Judy Davis is excited about the release of her first book, “Right Side Up: Finding Your Way When Military Life Turns You Upside Down,” but writing a guide for military spouses was not on her radar until recently.

Army life took her by surprise six years ago when her husband of 17 years rejoined the military life he had left before their marriage. Entering military life in mid-stride with two teenagers was a challenge, said Davis, for her and the whole family.

Living with uncertainty

September 2001: Dark green mobility bags, zippered mouths gaping open, mar the order of our living room floor, and our lives. In more peaceful days the bags were forgotten, stacked on top of some boxes in our garage. Now they’re spread out on the living room floor, demanding our attention, like the news footage from New York, Virginia and Pennsylvania.

My husband empties the bags, scrutinizes their contents: T-shirts, camouflage gear, gas mask and other necessities strewn on the carpet. One bag has a small American flag attached, clinging by one corner. It’s a reminder of another war, stapled to the canvas at the last minute before a departure 10 years ago. In the relative peace of the intervening years, it was easy to forget what is now clear to us.
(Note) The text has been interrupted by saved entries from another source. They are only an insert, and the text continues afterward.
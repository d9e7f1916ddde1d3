//! Certificate types and the code-exchange seam.

use async_trait::async_trait;

use crate::client::BankError;
use crate::session::ExchangeSession;

/// An opaque PKCS#12 client certificate bundle issued by the bank.
#[derive(Clone)]
pub struct Certificate {
    der: Vec<u8>,
}

impl Certificate {
    pub fn new(der: Vec<u8>) -> Self {
        Self { der }
    }

    /// Raw DER bytes of the bundle, as written to disk and object storage.
    pub fn as_der(&self) -> &[u8] {
        &self.der
    }
}

impl std::fmt::Debug for Certificate {
    // Key material stays out of logs; only the size is shown.
    fn fmt(&self, f: &mut std::fmt::Formatter<'_>) -> std::fmt::Result {
        f.debug_struct("Certificate")
            .field("der_len", &self.der.len())
            .finish()
    }
}

/// The bank's certificate issuance endpoints.
#[async_trait]
pub trait CertificateExchange: Send + Sync {
    /// Ask the bank to email a verification code for this session.
    async fn request_code(&self, session: &ExchangeSession) -> Result<(), BankError>;

    /// Exchange an emailed verification code for the client certificate.
    async fn exchange(
        &self,
        session: &ExchangeSession,
        code_id: &str,
    ) -> Result<Certificate, BankError>;
}
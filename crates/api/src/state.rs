use std::sync::Arc;

use balance_bank::{BankAuthenticator, CertificateExchange, SessionStore};
use balance_cloud::ObjectStore;

use crate::config::ServerConfig;

/// Shared application state available to all Axum handlers via `State<AppState>`.
///
/// This is cheaply cloneable (inner data is behind `Arc` or is already `Clone`).
#[derive(Clone)]
pub struct AppState {
    /// Database connection pool.
    pub pool: balance_db::DbPool,
    /// Server configuration.
    pub config: Arc<ServerConfig>,
    /// Object storage backend for certificate bundles.
    pub object_store: Arc<dyn ObjectStore>,
    /// Bank certificate issuance endpoints.
    pub certificate_exchange: Arc<dyn CertificateExchange>,
    /// Bank token endpoint (certificate-based authentication).
    pub bank_auth: Arc<dyn BankAuthenticator>,
    /// Pending certificate exchange sessions, keyed by user id.
    pub sessions: SessionStore,
}
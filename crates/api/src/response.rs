//! Shared response envelope types for API handlers.
//!
//! All API responses use a `{ "data": ... }` envelope per project
//! conventions. Use [`DataResponse`] instead of ad-hoc
//! `serde_json::json!({ "data": ... })` to get compile-time type safety and
//! consistent serialization.

use serde::Serialize;

/// Standard `{ "data": T }` response envelope.
#[derive(Debug, Serialize)]
pub struct DataResponse<T: Serialize> {
    pub data: T,
}
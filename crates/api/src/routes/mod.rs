pub mod bank;
pub mod health;

use axum::Router;

use crate::state::AppState;

/// Build the `/api/v1` route tree.
///
/// Route hierarchy:
///
/// ```text
/// /banks/certificate/code    request a certificate verification code (POST)
/// /banks/certificate         exchange the code, store the certificate,
///                            authenticate, and persist the bank link (POST)
/// ```
pub fn api_routes() -> Router<AppState> {
    Router::new().nest("/banks", bank::router())
}
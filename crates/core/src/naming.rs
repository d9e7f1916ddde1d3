//! Certificate file naming convention.
//!
//! The generated name is used for the local file, the object storage key,
//! and the `certificate_url` column of the persisted bank link, so it lives
//! here as the single source of truth.

use crate::types::DbId;

/// Generate the certificate bundle filename for a user.
///
/// Convention: `certificate_{user_id}.p12`
///
/// # Examples
///
/// ```
/// use balance_core::naming::certificate_filename;
///
/// assert_eq!(certificate_filename(42), "certificate_42.p12");
/// ```
pub fn certificate_filename(user_id: DbId) -> String {
    format!("certificate_{user_id}.p12")
}
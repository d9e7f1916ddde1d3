//! Repository for the `banks` table.

use sqlx::PgPool;

use balance_core::types::DbId;

use crate::models::bank::{Bank, CreateBank};

/// Column list shared across queries to avoid repetition.
const COLUMNS: &str = "id, user_id, code, token, certificate_url, created_at, updated_at";

/// Provides CRUD operations for bank links.
pub struct BankRepo;

impl BankRepo {
    /// Insert a new bank link, returning the created row.
    pub async fn create(pool: &PgPool, input: &CreateBank) -> Result<Bank, sqlx::Error> {
        let query = format!(
            "INSERT INTO banks (user_id, code, token, certificate_url)
             VALUES ($1, $2, $3, $4)
             RETURNING {COLUMNS}"
        );
        sqlx::query_as::<_, Bank>(&query)
            .bind(input.user_id)
            .bind(&input.code)
            .bind(&input.token)
            .bind(&input.certificate_url)
            .fetch_one(pool)
            .await
    }

    /// Fetch a bank link by id.
    pub async fn find_by_id(pool: &PgPool, id: DbId) -> Result<Option<Bank>, sqlx::Error> {
        let query = format!("SELECT {COLUMNS} FROM banks WHERE id = $1");
        sqlx::query_as::<_, Bank>(&query)
            .bind(id)
            .fetch_optional(pool)
            .await
    }

    /// List all bank links for a user, newest first.
    pub async fn find_by_user(pool: &PgPool, user_id: DbId) -> Result<Vec<Bank>, sqlx::Error> {
        let query = format!(
            "SELECT {COLUMNS} FROM banks WHERE user_id = $1 ORDER BY created_at DESC"
        );
        sqlx::query_as::<_, Bank>(&query)
            .bind(user_id)
            .fetch_all(pool)
            .await
    }

    /// Delete a bank link. Returns `true` if a row was removed.
    pub async fn delete(pool: &PgPool, id: DbId) -> Result<bool, sqlx::Error> {
        let result = sqlx::query("DELETE FROM banks WHERE id = $1")
            .bind(id)
            .execute(pool)
            .await?;
        Ok(result.rows_affected() > 0)
    }
}
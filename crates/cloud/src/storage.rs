//! S3-backed object storage.

use async_trait::async_trait;
use aws_sdk_s3::error::SdkError;
use aws_sdk_s3::primitives::ByteStream;

// ---------------------------------------------------------------------------
// Error
// ---------------------------------------------------------------------------

/// Error type for object storage operations.
#[derive(Debug, thiserror::Error)]
pub enum ObjectStoreError {
    /// A HEAD request failed for a reason other than the object being absent.
    #[error("Failed to stat s3://{bucket}/{key}: {message}")]
    Stat {
        bucket: String,
        key: String,
        message: String,
    },

    /// A PUT request failed.
    #[error("Failed to upload s3://{bucket}/{key}: {message}")]
    Upload {
        bucket: String,
        key: String,
        message: String,
    },
}

// ---------------------------------------------------------------------------
// ObjectStore trait
// ---------------------------------------------------------------------------

/// Storage backend for certificate bundles.
///
/// Implementations must be cheap to share behind an `Arc` across handlers.
#[async_trait]
pub trait ObjectStore: Send + Sync {
    /// Check whether an object exists at `key` in `bucket`.
    async fn exists(&self, bucket: &str, key: &str) -> Result<bool, ObjectStoreError>;

    /// Upload `bytes` to `key` in `bucket`, overwriting any existing object.
    async fn upload(&self, bucket: &str, key: &str, bytes: Vec<u8>)
        -> Result<(), ObjectStoreError>;
}

// ---------------------------------------------------------------------------
// S3 implementation
// ---------------------------------------------------------------------------

/// AWS S3 implementation of [`ObjectStore`].
pub struct S3ObjectStore {
    client: aws_sdk_s3::Client,
}

impl S3ObjectStore {
    /// Build a store from the ambient AWS configuration (environment
    /// variables, shared config file, or instance metadata).
    pub async fn from_env() -> Self {
        let config = aws_config::load_defaults(aws_config::BehaviorVersion::latest()).await;
        Self {
            client: aws_sdk_s3::Client::new(&config),
        }
    }
}

#[async_trait]
impl ObjectStore for S3ObjectStore {
    async fn exists(&self, bucket: &str, key: &str) -> Result<bool, ObjectStoreError> {
        match self
            .client
            .head_object()
            .bucket(bucket)
            .key(key)
            .send()
            .await
        {
            Ok(_) => Ok(true),
            Err(SdkError::ServiceError(ctx)) if ctx.err().is_not_found() => Ok(false),
            Err(e) => Err(ObjectStoreError::Stat {
                bucket: bucket.to_string(),
                key: key.to_string(),
                message: e.to_string(),
            }),
        }
    }

    async fn upload(
        &self,
        bucket: &str,
        key: &str,
        bytes: Vec<u8>,
    ) -> Result<(), ObjectStoreError> {
        let size = bytes.len();

        self.client
            .put_object()
            .bucket(bucket)
            .key(key)
            .body(ByteStream::from(bytes))
            .send()
            .await
            .map_err(|e| ObjectStoreError::Upload {
                bucket: bucket.to_string(),
                key: key.to_string(),
                message: e.to_string(),
            })?;

        tracing::info!(bucket, key, size, "Uploaded object to S3");
        Ok(())
    }
}

// ---------------------------------------------------------------------------
// Tests
// ---------------------------------------------------------------------------
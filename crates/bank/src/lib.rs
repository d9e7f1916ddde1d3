//! Bank API integration: certificate exchange and certificate-based
//! authentication.
//!
//! The bank's linking flow is two-step. First the user requests a
//! verification code, which opens an [`session::ExchangeSession`]. Then the
//! emailed code is exchanged for a PKCS#12 client certificate, and that
//! certificate authenticates the token request. [`client::HttpBankClient`]
//! implements both steps over HTTPS; the traits exist so handlers can be
//! tested without a live bank.

pub mod auth;
pub mod certificate;
pub mod client;
pub mod session;

pub use auth::BankAuthenticator;
pub use certificate::{Certificate, CertificateExchange};
pub use client::{BankError, HttpBankClient};
pub use session::{ExchangeSession, SessionStore};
Life is uncertain.

Plant before blooming

She met her military husband in her hometown. They fell in love, got married, moved a couple of times for training assignments and had two babies along the way. When I met her, she was at the last of those temporary duty stations, but it couldn’t be temporary enough for her. She had her sights set on her husband’s next assignment — a large city on the East Coast — and she had her current location in her crosshairs. Her rapid-fire criticisms of the small Midwest town expressed disbelief that such a backwater could even stay on the map.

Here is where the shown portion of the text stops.